=== The data ===

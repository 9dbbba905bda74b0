//! AEAD: AES-GCM content encryption for JWE (128/192/256-bit keys).

use aes_gcm::aead::consts::U12;
use aes_gcm::aead::{Aead, KeyInit, Nonce, Payload};
use aes_gcm::aes::Aes192;
use aes_gcm::{Aes128Gcm, Aes256Gcm, AesGcm};
use getrandom::getrandom;
use zeroize::Zeroizing;

use crate::alg::ContentEncryption;
use crate::provider::ProviderError;

type Aes192Gcm = AesGcm<Aes192, U12>;

pub(crate) const IV_BYTES: usize = 12;
pub(crate) const TAG_BYTES: usize = 16;

/// Generate a random 12-byte IV. Used during encryption only.
pub(crate) fn iv() -> Result<[u8; IV_BYTES], ProviderError> {
    let mut n = [0u8; IV_BYTES];
    getrandom(&mut n).map_err(|e| ProviderError::Crypto(e.to_string()))?;
    Ok(n)
}

/// Fresh content encryption key for `enc`.
pub(crate) fn cek(enc: ContentEncryption) -> Result<Zeroizing<Vec<u8>>, ProviderError> {
    let mut key = Zeroizing::new(vec![0u8; enc.key_len()]);
    getrandom(key.as_mut_slice()).map_err(|e| ProviderError::Crypto(e.to_string()))?;
    Ok(key)
}

/// Encrypt; returns `(ciphertext, tag)` as JWE carries them apart.
pub(crate) fn seal(
    enc: ContentEncryption,
    key: &[u8],
    iv: &[u8; IV_BYTES],
    plaintext: &[u8],
    aad: &[u8],
) -> Result<(Vec<u8>, Vec<u8>), ProviderError> {
    let mut sealed = match enc {
        ContentEncryption::A128Gcm => seal_with::<Aes128Gcm>(key, iv, plaintext, aad)?,
        ContentEncryption::A192Gcm => seal_with::<Aes192Gcm>(key, iv, plaintext, aad)?,
        ContentEncryption::A256Gcm => seal_with::<Aes256Gcm>(key, iv, plaintext, aad)?,
    };
    let tag = sealed.split_off(sealed.len() - TAG_BYTES);
    Ok((sealed, tag))
}

/// Decrypt and authenticate. All failures collapse into one message.
pub(crate) fn open(
    enc: ContentEncryption,
    key: &[u8],
    iv: &[u8],
    ciphertext: &[u8],
    tag: &[u8],
    aad: &[u8],
) -> Result<Vec<u8>, ProviderError> {
    if iv.len() != IV_BYTES || tag.len() != TAG_BYTES {
        return Err(ProviderError::Crypto("invalid IV or tag length".to_string()));
    }
    let mut joined = Vec::with_capacity(ciphertext.len() + TAG_BYTES);
    joined.extend_from_slice(ciphertext);
    joined.extend_from_slice(tag);
    match enc {
        ContentEncryption::A128Gcm => open_with::<Aes128Gcm>(key, iv, &joined, aad),
        ContentEncryption::A192Gcm => open_with::<Aes192Gcm>(key, iv, &joined, aad),
        ContentEncryption::A256Gcm => open_with::<Aes256Gcm>(key, iv, &joined, aad),
    }
}

fn seal_with<C: Aead + KeyInit>(
    key: &[u8],
    iv: &[u8],
    plaintext: &[u8],
    aad: &[u8],
) -> Result<Vec<u8>, ProviderError> {
    let cipher = C::new_from_slice(key).map_err(|_| ProviderError::Crypto("invalid content key length".to_string()))?;
    let payload = Payload { msg: plaintext, aad };
    cipher
        .encrypt(Nonce::<C>::from_slice(iv), payload)
        .map_err(|_| ProviderError::Crypto("content encryption failed".to_string()))
}

fn open_with<C: Aead + KeyInit>(
    key: &[u8],
    iv: &[u8],
    ciphertext: &[u8],
    aad: &[u8],
) -> Result<Vec<u8>, ProviderError> {
    let cipher = C::new_from_slice(key).map_err(|_| ProviderError::Crypto("invalid content key length".to_string()))?;
    let payload = Payload { msg: ciphertext, aad };
    cipher
        .decrypt(Nonce::<C>::from_slice(iv), payload)
        .map_err(|_| ProviderError::Crypto("content decryption failed".to_string()))
}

===

An exact restatement of the data is required.

repository 9dbbba905bda74b0
//! AEAD: AES-GCM content encryption for JWE (128/192/256-bit keys).

use aes_gcm::aead::consts::U12;
use aes_gcm::aead::{Aead, KeyInit, Nonce, Payload};
use aes_gcm::aes::Aes192;
use aes_gcm::{Aes128Gcm, Aes256Gcm, AesGcm};
use getrandom::getrandom;
use zeroize::Zeroizing;

use crate::alg::ContentEncryption;
use crate::provider::ProviderError;

type Aes192Gcm = AesGcm<Aes192, U12>;

pub(crate) const IV_BYTES: usize = 12;
pub(crate) const TAG_BYTES: usize = 16;

/// Generate a random 12-byte IV. Used during encryption only.
pub(crate) fn iv() -> Result<[u8; IV_BYTES], ProviderError> {
    let mut n = [0u8; IV_BYTES];
    getrandom(&mut n).map_err(|e| ProviderError::Crypto(e.to_string()))?;
    Ok(n)
}

/// Fresh content encryption key for `enc`.
pub(crate) fn cek(enc: ContentEncryption) -> Result<Zeroizing<Vec<u8>>, ProviderError> {
    let mut key = Zeroizing::new(vec![0u8; enc.key_len()]);
    getrandom(key.as_mut_slice()).map_err(|e| ProviderError::Crypto(e.to_string()))?;
    Ok(key)
}

/// Encrypt; returns `(ciphertext, tag)` as JWE carries them apart.
pub(crate) fn seal(
    enc: ContentEncryption,
    key: &[u8],
    iv: &[u8; IV_BYTES],
    plaintext: &[u8],
    aad: &[u8],
) -> Result<(Vec<u8>, Vec<u8>), ProviderError> {
    let mut sealed = match enc {
        ContentEncryption::A128Gcm => seal_with::<Aes128Gcm>(key, iv, plaintext, aad)?,
        ContentEncryption::A192Gcm => seal_with::<Aes192Gcm>(key, iv, plaintext, aad)?,
        ContentEncryption::A256Gcm => seal_with::<Aes256Gcm>(key, iv, plaintext, aad)?,
    };
    let tag = sealed.split_off(sealed.len() - TAG_BYTES);
    Ok((sealed, tag))
}

/// Decrypt and authenticate. All failures collapse into one message.
pub(crate) fn open(
    enc: ContentEncryption,
    key: &[u8],
    iv: &[u8],
    ciphertext: &[u8],
    tag: &[u8],
    aad: &[u8],
) -> Result<Vec<u8>, ProviderError> {
    if iv.len() != IV_BYTES || tag.len() != TAG_BYTES {
        return Err(ProviderError::Crypto("invalid IV or tag length".to_string()));
    }
    let mut joined = Vec::with_capacity(ciphertext.len() + TAG_BYTES);
    joined.extend_from_slice(ciphertext);
    joined.extend_from_slice(tag);
    match enc {
        ContentEncryption::A128Gcm => open_with::<Aes128Gcm>(key, iv, &joined, aad),
        ContentEncryption::A192Gcm => open_with::<Aes192Gcm>(key, iv, &joined, aad),
        ContentEncryption::A256Gcm => open_with::<Aes256Gcm>(key, iv, &joined, aad),
    }
}

fn seal_with<C: Aead + KeyInit>(
    key: &[u8],
    iv: &[u8],
    plaintext: &[u8],
    aad: &[u8],
) -> Result<Vec<u8>, ProviderError> {
    let cipher = C::new_from_slice(key).map_err(|_| ProviderError::Crypto("invalid content key length".to_string()))?;
    let payload = Payload { msg: plaintext, aad };
    cipher
        .encrypt(Nonce::<C>::from_slice(iv), payload)
        .map_err(|_| ProviderError::Crypto("content encryption failed".to_string()))
}

fn open_with<C: Aead + KeyInit>(
    key: &[u8],
    iv: &[u8],
    ciphertext: &[u8],
    aad: &[u8],
) -> Result<Vec<u8>, ProviderError> {
    let cipher = C::new_from_slice(key).map_err(|_| ProviderError::Crypto("invalid content key length".to_string()))?;
    let payload = Payload { msg: ciphertext, aad };
    cipher
        .decrypt(Nonce::<C>::from_slice(iv), payload)
        .map_err(|_| ProviderError::Crypto("content decryption failed".to_string()))
}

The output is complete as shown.